Collected data:
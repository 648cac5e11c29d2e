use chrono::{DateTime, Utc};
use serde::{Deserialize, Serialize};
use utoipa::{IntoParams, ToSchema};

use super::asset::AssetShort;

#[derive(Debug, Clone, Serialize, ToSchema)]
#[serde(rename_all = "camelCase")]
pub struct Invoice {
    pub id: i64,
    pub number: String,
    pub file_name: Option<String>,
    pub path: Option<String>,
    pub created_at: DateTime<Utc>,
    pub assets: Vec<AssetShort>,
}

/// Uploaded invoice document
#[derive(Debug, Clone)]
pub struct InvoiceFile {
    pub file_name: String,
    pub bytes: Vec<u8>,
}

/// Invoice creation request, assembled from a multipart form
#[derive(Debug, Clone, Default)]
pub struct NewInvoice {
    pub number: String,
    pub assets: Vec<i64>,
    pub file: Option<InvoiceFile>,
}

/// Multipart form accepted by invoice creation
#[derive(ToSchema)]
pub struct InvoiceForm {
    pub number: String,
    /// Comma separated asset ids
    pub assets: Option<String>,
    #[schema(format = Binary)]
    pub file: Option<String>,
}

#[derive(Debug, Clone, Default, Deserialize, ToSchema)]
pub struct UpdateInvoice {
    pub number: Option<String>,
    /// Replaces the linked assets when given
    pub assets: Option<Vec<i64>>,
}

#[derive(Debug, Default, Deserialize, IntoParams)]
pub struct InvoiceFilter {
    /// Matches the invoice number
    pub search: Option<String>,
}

==

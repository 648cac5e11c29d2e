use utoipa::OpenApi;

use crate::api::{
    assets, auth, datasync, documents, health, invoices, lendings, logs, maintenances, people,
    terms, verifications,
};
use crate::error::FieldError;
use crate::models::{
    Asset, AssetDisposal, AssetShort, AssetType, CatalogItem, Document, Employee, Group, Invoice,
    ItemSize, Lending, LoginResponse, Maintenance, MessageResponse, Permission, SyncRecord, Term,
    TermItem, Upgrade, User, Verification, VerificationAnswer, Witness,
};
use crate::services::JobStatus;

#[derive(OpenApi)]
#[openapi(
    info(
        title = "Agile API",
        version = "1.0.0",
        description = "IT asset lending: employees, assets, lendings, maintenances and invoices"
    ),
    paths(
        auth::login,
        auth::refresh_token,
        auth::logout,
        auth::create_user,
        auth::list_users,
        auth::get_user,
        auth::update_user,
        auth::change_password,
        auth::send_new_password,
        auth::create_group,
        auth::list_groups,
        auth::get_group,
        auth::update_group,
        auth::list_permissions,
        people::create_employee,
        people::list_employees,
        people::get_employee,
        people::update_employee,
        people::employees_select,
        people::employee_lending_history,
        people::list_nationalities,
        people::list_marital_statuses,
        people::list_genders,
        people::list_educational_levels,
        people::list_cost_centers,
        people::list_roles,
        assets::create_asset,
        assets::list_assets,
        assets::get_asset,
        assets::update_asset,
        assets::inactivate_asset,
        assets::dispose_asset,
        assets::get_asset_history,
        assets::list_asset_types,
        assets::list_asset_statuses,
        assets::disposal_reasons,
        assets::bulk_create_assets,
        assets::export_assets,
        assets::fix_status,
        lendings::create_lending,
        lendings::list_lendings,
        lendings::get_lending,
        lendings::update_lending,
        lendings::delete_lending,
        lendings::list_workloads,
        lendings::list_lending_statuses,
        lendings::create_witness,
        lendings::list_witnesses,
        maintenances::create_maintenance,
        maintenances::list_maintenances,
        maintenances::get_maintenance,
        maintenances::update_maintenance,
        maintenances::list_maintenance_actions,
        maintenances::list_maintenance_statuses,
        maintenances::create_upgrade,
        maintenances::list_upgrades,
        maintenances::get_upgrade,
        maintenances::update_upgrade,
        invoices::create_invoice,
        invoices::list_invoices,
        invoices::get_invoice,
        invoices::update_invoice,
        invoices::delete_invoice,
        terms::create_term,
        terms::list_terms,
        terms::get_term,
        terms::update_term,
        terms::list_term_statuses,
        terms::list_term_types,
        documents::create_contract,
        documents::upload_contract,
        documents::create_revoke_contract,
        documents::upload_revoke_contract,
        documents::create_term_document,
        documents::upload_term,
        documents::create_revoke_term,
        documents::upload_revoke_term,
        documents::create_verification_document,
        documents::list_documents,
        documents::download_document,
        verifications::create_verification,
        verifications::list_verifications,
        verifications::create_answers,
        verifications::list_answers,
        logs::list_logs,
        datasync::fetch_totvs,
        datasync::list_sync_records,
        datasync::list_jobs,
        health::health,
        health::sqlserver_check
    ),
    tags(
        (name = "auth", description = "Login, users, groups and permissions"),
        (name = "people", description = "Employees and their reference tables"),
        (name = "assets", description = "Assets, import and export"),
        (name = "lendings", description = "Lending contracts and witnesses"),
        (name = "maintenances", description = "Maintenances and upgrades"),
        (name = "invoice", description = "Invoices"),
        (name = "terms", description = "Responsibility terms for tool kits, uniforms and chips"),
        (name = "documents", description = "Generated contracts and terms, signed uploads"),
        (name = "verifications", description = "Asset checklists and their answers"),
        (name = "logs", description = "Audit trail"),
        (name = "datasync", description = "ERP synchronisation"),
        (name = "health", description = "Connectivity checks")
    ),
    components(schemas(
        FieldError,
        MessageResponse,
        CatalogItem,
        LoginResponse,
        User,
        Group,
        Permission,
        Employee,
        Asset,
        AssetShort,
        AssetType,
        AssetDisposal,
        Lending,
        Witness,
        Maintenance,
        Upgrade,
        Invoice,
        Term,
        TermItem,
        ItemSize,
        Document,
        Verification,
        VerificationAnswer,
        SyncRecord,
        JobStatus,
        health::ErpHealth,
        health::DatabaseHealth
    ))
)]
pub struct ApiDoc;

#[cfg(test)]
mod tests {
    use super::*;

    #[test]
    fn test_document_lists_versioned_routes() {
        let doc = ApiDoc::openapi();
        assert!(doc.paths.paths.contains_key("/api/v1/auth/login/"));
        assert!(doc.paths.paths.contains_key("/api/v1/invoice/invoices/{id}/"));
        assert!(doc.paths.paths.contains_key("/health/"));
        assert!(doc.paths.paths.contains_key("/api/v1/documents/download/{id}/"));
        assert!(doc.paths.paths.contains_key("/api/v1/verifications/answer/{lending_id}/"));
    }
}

==

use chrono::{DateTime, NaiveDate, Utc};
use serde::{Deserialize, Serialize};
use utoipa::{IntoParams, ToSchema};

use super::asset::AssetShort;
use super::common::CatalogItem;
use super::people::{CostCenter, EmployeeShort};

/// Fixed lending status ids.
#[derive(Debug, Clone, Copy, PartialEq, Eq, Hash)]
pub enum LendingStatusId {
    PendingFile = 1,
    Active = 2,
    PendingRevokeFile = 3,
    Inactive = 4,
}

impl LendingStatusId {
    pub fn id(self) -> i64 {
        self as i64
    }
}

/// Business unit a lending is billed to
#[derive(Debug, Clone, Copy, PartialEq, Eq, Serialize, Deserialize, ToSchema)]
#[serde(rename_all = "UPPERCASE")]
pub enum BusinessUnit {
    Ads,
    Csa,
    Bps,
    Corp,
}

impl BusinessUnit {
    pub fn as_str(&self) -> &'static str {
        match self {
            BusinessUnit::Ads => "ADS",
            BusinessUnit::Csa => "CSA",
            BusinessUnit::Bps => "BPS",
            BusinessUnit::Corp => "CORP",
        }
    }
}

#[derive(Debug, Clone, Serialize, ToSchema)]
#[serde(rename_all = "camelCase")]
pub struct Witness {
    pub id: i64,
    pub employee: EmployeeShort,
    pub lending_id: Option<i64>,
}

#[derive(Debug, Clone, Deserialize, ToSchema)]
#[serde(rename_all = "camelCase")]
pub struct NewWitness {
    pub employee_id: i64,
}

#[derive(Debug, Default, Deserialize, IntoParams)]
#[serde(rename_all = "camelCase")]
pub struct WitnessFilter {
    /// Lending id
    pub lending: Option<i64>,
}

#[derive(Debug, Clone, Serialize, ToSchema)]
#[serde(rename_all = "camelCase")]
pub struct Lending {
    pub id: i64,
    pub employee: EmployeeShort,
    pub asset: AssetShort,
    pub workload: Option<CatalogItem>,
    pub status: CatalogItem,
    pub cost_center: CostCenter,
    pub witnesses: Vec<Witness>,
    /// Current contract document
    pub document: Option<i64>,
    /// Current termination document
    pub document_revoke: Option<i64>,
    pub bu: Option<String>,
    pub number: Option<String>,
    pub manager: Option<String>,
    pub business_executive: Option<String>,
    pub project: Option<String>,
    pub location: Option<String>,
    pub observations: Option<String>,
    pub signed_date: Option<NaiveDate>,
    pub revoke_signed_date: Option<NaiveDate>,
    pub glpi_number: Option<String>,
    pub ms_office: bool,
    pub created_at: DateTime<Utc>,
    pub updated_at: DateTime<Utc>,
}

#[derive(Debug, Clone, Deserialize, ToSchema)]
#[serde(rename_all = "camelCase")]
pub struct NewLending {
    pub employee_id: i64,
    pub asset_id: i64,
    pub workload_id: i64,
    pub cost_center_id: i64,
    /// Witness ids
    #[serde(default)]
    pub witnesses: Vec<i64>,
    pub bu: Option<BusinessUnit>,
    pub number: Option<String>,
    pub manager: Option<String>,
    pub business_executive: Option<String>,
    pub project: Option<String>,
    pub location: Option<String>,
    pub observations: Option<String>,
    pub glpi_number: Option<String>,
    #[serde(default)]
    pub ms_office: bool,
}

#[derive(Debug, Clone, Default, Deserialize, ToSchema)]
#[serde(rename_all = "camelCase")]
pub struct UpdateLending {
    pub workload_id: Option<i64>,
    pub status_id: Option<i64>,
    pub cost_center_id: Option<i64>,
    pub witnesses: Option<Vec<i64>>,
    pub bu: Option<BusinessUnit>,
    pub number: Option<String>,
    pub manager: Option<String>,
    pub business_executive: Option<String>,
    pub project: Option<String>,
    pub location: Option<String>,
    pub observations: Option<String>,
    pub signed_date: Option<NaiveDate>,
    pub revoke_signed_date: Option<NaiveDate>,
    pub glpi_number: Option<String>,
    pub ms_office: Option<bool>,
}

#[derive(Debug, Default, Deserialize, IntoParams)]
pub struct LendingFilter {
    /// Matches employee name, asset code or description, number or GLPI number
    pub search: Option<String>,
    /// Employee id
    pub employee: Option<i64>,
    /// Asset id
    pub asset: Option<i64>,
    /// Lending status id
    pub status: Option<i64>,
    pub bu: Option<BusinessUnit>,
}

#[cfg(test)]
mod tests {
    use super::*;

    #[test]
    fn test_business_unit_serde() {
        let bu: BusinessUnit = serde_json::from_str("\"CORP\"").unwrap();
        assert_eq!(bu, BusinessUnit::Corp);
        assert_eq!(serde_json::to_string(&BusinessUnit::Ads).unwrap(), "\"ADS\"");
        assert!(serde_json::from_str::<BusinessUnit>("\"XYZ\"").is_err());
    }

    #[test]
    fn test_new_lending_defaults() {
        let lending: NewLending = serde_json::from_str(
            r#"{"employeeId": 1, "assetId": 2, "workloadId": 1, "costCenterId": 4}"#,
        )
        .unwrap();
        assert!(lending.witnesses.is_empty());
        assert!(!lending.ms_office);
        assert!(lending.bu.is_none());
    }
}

PROBLEM TO WORK ON:
Where in the records above does the word "FieldError" appear? Copy each line that holds it.

ANSWER BOX:
use crate::error::FieldError;
        FieldError,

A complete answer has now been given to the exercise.